While researching for our new report, Joint Enterprise: A view over time, one thing really struck me – it was not always this way.
In our recent report, we looked at data on multi-defendant homicide cases since 2005. Two things remained stubbornly consistent in the data over the last two decades: the demographic profile (age, sex, ethnicity) of the defendants and the number of defendants involved in these multi-defendant cases.
We have used multi-defendant cases as a proxy for joint enterprise. Joint enterprise is itself an informal term that describes cases where individuals are prosecuted on the basis of having assisted or encouraged another to commit an offence, often based on a shared common purpose or intention with others. This legal approach has been used for centuries but our research suggests that the consistency we see in the numbers of multi-defendant cases in recent years may not have always been the norm.
Data from the Homicide Index – obtained through an FOI request – shows that three or more suspects are now charged in nearly 10 per cent of homicide cases, compared with around three per cent in the early 1980s. If you turn the clock back even further, it appears that multi-defendant homicide cases were not consistent year on year. A Home Office report in 1961 noted that the number of multi-defendant cases in 1960 was so exceptional it led to anomalies in related statistics (such as the ratio of suspects to victims and the number of acquittals). What was exceptional in the 1960s has become the norm.
Sentencing – then and now
Another reflection from 1960 is that, back then, there was an effort to distinguish between levels of involvement in murder offences in particular. The 1957 Homicide Act set out that an individual would only be convicted of capital murder if they caused the death by their own act, directly used force or attempted to inflict grievous bodily harm on the murder victim. Capital murder carried the death penalty so this distinction was a matter of life and death, it was important to really work out how implicated a person was and for what crime. When we abolished the death penalty, this distinction in sentencing between those who actually caused a death and those who may have contributed to it, went too.
Today, all defendants convicted of murder in multi-defendant cases face the same mandatory life sentence, whether they were the principal attacker or whether they were convicted under secondary liability with no palpable acts of violence. While the starting point for the life sentence can vary, there is no separate sentencing framework for those convicted through secondary liability laws, so there is limited scope to reflect different and lesser degrees of culpability in sentencing.
As minimum terms have increased over the last two decades, the consequences for secondary defendants have become more severe. While this extends to a wide range of offences, the consequences for murder and manslaughter are particularly acute. We found that, in 2012, only seven per cent of defendants convicted of manslaughter in multi-defendant cases (in which they weren’t considered the main suspect) were given a prison sentence of 10 years or more. In 2022, this had risen to 42 per cent.

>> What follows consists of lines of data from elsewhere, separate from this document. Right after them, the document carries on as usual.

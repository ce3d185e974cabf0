//! REST transport for the gateway contract.
//!
//! The actual HTTP client is abstracted via a trait so any HTTP library
//! (reqwest, ureq, hyper, ...) can drive the same request mapping.

use crate::error::{GatewayError, GatewayResult};
use crate::wire::WireDocument;
use crate::Gateway;

/// HTTP method subset used by the document CRUD mapping.
#[derive(Debug, Clone, Copy, PartialEq, Eq)]
pub enum HttpMethod {
    /// Fetch a resource.
    Get,
    /// Create-or-update a resource.
    Put,
    /// Delete a resource.
    Delete,
}

/// A request handed to the [`HttpClient`].
#[derive(Debug, Clone)]
pub struct HttpRequest {
    /// HTTP method.
    pub method: HttpMethod,
    /// Absolute URL.
    pub url: String,
    /// JSON body, when the method carries one.
    pub body: Option<Vec<u8>>,
}

/// A response returned by the [`HttpClient`].
#[derive(Debug, Clone)]
pub struct HttpResponse {
    /// HTTP status code.
    pub status: u16,
    /// Response body.
    pub body: Vec<u8>,
}

/// HTTP client abstraction.
///
/// Implement this trait to provide the actual transport. Errors returned
/// from [`HttpClient::send`] are treated as transient (the request never
/// reached the remote store); remote-side failures travel as status
/// codes.
pub trait HttpClient: Send + Sync {
    /// Sends a request and returns the response.
    fn send(&self, request: HttpRequest) -> Result<HttpResponse, String>;

    /// Checks if the client is connected/healthy.
    fn is_healthy(&self) -> bool;
}

/// A gateway speaking document CRUD over REST.
///
/// Route mapping:
/// - `GET    {base}/collections/{name}/documents`
/// - `GET    {base}/collections/{name}/documents/{id}`
/// - `PUT    {base}/collections/{name}/documents`
/// - `DELETE {base}/collections/{name}/documents/{id}`
/// - `DELETE {base}/collections/{name}/documents`
pub struct RestGateway<C: HttpClient> {
    base_url: String,
    client: C,
}

impl<C: HttpClient> RestGateway<C> {
    /// Creates a gateway rooted at `base_url`.
    pub fn new(base_url: impl Into<String>, client: C) -> Self {
        let mut base_url = base_url.into();
        while base_url.ends_with('/') {
            base_url.pop();
        }
        Self { base_url, client }
    }

    /// Returns the base URL.
    pub fn base_url(&self) -> &str {
        &self.base_url
    }

    fn collection_url(&self, collection: &str) -> String {
        format!("{}/collections/{collection}/documents", self.base_url)
    }

    fn document_url(&self, collection: &str, id: &str) -> String {
        format!("{}/{id}", self.collection_url(collection))
    }

    fn send(&self, collection: &str, request: HttpRequest) -> GatewayResult<HttpResponse> {
        if !self.client.is_healthy() {
            return Err(GatewayError::unreachable("client reports unhealthy"));
        }

        let response = self
            .client
            .send(request)
            .map_err(GatewayError::unreachable)?;

        match response.status {
            200..=299 => Ok(response),
            404 => Err(GatewayError::NotFound {
                collection: collection.to_string(),
                id: body_text(&response),
            }),
            400..=499 => Err(GatewayError::rejected(format!(
                "status {}: {}",
                response.status,
                body_text(&response)
            ))),
            status => Err(GatewayError::unreachable(format!(
                "server error, status {status}"
            ))),
        }
    }

    fn decode_json<T: serde::de::DeserializeOwned>(body: &[u8]) -> GatewayResult<T> {
        serde_json::from_slice(body)
            .map_err(|e| GatewayError::Protocol(format!("invalid response body: {e}")))
    }
}

fn body_text(response: &HttpResponse) -> String {
    String::from_utf8_lossy(&response.body).into_owned()
}

impl<C: HttpClient> Gateway for RestGateway<C> {
    fn get_collection(&self, collection: &str) -> GatewayResult<Vec<WireDocument>> {
        let response = self.send(
            collection,
            HttpRequest {
                method: HttpMethod::Get,
                url: self.collection_url(collection),
                body: None,
            },
        )?;
        Self::decode_json(&response.body)
    }

    fn get_document(&self, collection: &str, id: &str) -> GatewayResult<WireDocument> {
        let response = self.send(
            collection,
            HttpRequest {
                method: HttpMethod::Get,
                url: self.document_url(collection, id),
                body: None,
            },
        )?;
        Self::decode_json(&response.body)
    }

    fn save_document(
        &self,
        collection: &str,
        document: &WireDocument,
    ) -> GatewayResult<WireDocument> {
        let body = serde_json::to_vec(document)
            .map_err(|e| GatewayError::Protocol(format!("failed to encode document: {e}")))?;
        let response = self.send(
            collection,
            HttpRequest {
                method: HttpMethod::Put,
                url: self.collection_url(collection),
                body: Some(body),
            },
        )?;
        Self::decode_json(&response.body)
    }

    fn delete_document(&self, collection: &str, id: &str) -> GatewayResult<()> {
        self.send(
            collection,
            HttpRequest {
                method: HttpMethod::Delete,
                url: self.document_url(collection, id),
                body: None,
            },
        )?;
        Ok(())
    }

    fn clear_collection(&self, collection: &str) -> GatewayResult<()> {
        self.send(
            collection,
            HttpRequest {
                method: HttpMethod::Delete,
                url: self.collection_url(collection),
                body: None,
            },
        )?;
        Ok(())
    }
}
//! # Satchel Store
//!
//! Local state for the Satchel sync engine: the two logical tables the
//! engine operates on, plus their persistence.
//!
//! This crate provides:
//! - [`DocumentStore`] — the client's working copy of every collection's
//!   documents, keyed locally, independent of server identity
//! - [`Outbox`] — an append-only, order-preserving queue of pending
//!   mutation intents
//! - [`StatePersistence`] — snapshot persistence of both tables,
//!   namespaced per application instance and per end user
//!
//! ## Key invariants
//!
//! - No network access occurs in this crate; stores are pure keyed
//!   containers
//! - Outbox sequences are strictly increasing and define processing order
//! - An intent is removed only after its remote effect is confirmed
//! - The refresh merge is a single atomic store operation, so a
//!   concurrent save can never interleave with its delete-then-insert
//!   sequence

#![deny(unsafe_code)]
#![warn(missing_docs)]

mod documents;
mod error;
mod outbox;
mod persist;

pub use documents::{DocumentStore, RefreshMerge, RefreshProtection};
pub use error::{StoreError, StoreResult};
pub use outbox::{ClearEnqueued, Outbox, OutboxEntry};
pub use persist::{
    DocumentsTable, FileStatePersistence, MemoryStatePersistence, OutboxTable, PersistedState,
    StatePersistence, STATE_VERSION,
};
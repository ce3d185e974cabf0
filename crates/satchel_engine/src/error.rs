//! Error types for the sync engine.

use satchel_gateway::GatewayError;
use satchel_store::StoreError;
use thiserror::Error;

/// Result type for engine operations.
pub type EngineResult<T> = Result<T, EngineError>;

/// Errors the engine surfaces to callers.
///
/// Sync failures inside the drain are deliberately *not* errors of the
/// write path: writes succeed locally and immediately, and delivery
/// failures show up in the drain report and [`crate::SyncStatus`].
#[derive(Debug, Error)]
pub enum EngineError {
    /// The remote store cannot be reached. Transient; queued intents
    /// are retried on the next trigger with no data loss.
    #[error("network unavailable: {message}")]
    NetworkUnavailable {
        /// Description of the failure.
        message: String,
    },

    /// The remote store rejected the request. Retrying verbatim will
    /// not help.
    #[error("remote rejected: {message}")]
    RemoteRejected {
        /// Description of the rejection.
        message: String,
    },

    /// A draft addressed a record that no longer exists locally.
    #[error("record {identity} not found in collection '{collection}'")]
    RecordNotFound {
        /// Collection that was addressed.
        collection: String,
        /// Identity that was addressed.
        identity: String,
    },

    /// Local state could not be persisted or loaded.
    #[error("local state error: {0}")]
    State(#[from] StoreError),
}

impl From<GatewayError> for EngineError {
    fn from(error: GatewayError) -> Self {
        if error.is_transient() {
            EngineError::NetworkUnavailable {
                message: error.to_string(),
            }
        } else {
            EngineError::RemoteRejected {
                message: error.to_string(),
            }
        }
    }
}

It is worth bearing in mind these growing sentence lengths when one considers quite how young many of the defendants in multi-defendant cases are.
The picture today
Last year, the Crown Prosecution Service published data on joint enterprise based on a monitoring scheme to flag such cases in their records. They paint a similar picture to the twenty years of proxy data we looked at. Joint enterprise defendants are predominantly young and disproportionately Black.
We found that defendants in multi-defendant homicide cases are overwhelmingly young. Around 40 per cent of those convicted in cases involving four or more defendants are young adults (18–24) and, while children (aged 10-13) may comprise a very small proportion of homicide defendants overall, 30 per cent of those convicted of homicide were convicted in cases involving four or more defendants.
Meanwhile, Black defendants convicted of homicide are three times more likely than White defendants to be convicted in a group of four or more. This statistic must be considered alongside a body of qualitative evidence indicating that discretionary decision-making — including the interpretation of association, “gang” narratives, and shared intent — contributes to such trends.
A time for change?
Group prosecutions were not always such a fixture in homicide statistics, and the weight of the death penalty once inspired legislators to distinguish between those who had carried out the violence and those who did not. History suggests that the current ‘job lot’ approach was not inevitable and, with political will, it can be changed.
A broad range of institutions are now engaging with concerns around joint enterprise. Perhaps this is the time to engage with important questions about how individual conduct, intent and culpability are assessed in homicide prosecutions and sentencing.